• Problem statement: Please reproduce, exactly and with nothing added, the lines of the material below that run from the one containing "assert_eq!(signal_name(0), None);" to the end.
=== Records for this task ===
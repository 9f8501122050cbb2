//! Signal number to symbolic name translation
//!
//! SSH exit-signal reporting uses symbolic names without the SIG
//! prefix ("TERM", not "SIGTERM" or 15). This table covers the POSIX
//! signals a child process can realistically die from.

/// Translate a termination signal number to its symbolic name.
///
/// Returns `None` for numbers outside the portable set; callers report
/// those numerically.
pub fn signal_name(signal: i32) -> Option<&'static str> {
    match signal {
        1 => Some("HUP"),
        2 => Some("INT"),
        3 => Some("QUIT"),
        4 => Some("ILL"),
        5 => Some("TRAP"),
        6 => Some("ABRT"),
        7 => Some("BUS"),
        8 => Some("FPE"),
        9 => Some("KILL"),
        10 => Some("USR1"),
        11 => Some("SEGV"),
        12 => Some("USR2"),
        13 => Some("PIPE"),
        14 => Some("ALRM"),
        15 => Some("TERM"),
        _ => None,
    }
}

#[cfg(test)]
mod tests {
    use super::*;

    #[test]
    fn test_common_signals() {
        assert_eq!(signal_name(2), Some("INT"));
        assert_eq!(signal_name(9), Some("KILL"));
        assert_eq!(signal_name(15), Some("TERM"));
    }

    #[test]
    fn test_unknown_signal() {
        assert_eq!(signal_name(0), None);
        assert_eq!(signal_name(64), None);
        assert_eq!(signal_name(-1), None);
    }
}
===
• Solution to this exercise:
        assert_eq!(signal_name(0), None);
        assert_eq!(signal_name(64), None);
        assert_eq!(signal_name(-1), None);
    }
}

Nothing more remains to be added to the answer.